--- Information given ---
Segment Open

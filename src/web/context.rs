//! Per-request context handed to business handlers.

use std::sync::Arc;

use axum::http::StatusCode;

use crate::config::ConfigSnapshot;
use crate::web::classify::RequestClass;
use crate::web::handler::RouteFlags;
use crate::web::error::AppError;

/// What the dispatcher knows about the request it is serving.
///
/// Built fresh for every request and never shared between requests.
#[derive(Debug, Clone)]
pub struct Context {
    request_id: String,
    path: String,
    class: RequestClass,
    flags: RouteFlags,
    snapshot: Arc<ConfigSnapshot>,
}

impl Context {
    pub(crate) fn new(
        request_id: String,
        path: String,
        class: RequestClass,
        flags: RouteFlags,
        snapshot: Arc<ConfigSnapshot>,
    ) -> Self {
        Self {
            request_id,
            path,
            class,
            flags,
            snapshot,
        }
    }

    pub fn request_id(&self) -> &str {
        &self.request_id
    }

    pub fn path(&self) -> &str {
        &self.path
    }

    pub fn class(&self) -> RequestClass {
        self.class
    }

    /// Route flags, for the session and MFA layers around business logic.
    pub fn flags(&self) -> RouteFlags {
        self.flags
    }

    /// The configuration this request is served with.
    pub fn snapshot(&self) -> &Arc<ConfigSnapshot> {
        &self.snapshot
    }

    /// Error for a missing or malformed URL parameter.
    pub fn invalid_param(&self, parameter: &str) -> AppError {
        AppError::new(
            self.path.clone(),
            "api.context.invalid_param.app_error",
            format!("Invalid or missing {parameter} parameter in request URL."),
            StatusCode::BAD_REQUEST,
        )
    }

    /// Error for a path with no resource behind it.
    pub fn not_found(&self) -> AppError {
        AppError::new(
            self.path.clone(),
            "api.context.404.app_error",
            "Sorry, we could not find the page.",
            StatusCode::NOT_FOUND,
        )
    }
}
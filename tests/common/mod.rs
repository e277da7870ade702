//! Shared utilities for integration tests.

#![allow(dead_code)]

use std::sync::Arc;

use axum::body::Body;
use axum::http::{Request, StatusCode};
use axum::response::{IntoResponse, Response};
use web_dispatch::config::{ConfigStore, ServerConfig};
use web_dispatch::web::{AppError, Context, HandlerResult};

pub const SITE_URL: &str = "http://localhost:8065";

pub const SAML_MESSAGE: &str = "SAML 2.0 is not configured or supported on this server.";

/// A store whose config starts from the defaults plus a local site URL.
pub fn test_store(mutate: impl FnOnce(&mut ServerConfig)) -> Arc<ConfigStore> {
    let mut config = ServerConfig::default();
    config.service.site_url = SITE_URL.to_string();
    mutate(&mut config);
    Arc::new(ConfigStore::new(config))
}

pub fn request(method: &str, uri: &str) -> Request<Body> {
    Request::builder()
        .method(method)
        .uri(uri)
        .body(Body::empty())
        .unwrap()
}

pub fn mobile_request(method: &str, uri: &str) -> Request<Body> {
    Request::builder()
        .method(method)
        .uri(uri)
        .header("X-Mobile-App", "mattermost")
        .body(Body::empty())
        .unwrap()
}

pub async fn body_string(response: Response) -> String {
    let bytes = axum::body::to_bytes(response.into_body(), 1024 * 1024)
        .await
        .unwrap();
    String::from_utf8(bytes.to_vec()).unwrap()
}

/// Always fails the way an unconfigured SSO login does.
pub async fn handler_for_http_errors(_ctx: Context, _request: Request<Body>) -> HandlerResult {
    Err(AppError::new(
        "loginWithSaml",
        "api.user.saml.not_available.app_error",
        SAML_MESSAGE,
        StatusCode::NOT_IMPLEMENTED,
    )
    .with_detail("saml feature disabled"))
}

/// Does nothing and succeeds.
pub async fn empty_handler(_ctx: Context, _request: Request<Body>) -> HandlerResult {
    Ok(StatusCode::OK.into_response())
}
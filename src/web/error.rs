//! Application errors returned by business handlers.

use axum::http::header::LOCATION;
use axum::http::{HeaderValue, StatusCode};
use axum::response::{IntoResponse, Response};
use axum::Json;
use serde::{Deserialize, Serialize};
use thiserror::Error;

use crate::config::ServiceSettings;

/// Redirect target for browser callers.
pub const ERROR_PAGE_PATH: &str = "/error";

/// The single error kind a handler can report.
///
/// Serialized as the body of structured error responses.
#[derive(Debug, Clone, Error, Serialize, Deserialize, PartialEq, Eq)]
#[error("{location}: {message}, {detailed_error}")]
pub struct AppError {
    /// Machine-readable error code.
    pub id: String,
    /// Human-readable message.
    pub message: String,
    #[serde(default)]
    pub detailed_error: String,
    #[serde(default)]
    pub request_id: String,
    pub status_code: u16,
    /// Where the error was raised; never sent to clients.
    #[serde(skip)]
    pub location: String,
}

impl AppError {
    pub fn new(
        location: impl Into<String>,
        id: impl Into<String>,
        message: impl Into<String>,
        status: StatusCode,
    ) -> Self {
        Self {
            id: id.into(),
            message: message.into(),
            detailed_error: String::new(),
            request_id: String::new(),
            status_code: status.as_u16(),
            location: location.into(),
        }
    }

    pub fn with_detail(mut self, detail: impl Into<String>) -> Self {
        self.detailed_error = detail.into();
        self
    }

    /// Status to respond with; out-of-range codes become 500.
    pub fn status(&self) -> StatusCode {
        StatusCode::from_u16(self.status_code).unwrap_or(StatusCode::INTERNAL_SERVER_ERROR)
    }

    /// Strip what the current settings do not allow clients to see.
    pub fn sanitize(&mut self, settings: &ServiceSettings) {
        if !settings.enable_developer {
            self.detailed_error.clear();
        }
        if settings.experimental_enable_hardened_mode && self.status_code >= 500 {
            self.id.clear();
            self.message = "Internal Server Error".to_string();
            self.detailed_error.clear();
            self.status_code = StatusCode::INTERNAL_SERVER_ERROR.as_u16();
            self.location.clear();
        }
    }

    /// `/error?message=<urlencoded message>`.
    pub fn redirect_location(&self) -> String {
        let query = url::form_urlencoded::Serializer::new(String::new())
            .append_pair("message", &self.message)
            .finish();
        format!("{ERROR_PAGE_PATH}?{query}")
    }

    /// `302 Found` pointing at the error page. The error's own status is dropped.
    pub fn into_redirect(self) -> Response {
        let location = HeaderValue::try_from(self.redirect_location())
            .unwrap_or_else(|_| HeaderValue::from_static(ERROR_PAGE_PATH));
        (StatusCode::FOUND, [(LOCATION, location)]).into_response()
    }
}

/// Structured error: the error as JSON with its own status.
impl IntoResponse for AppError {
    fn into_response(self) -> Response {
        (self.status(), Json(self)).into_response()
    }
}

Segment Closed

State the number of lines in the records that hold the string "ServiceSettings", and add nothing.

--- Result of the exercise ---
2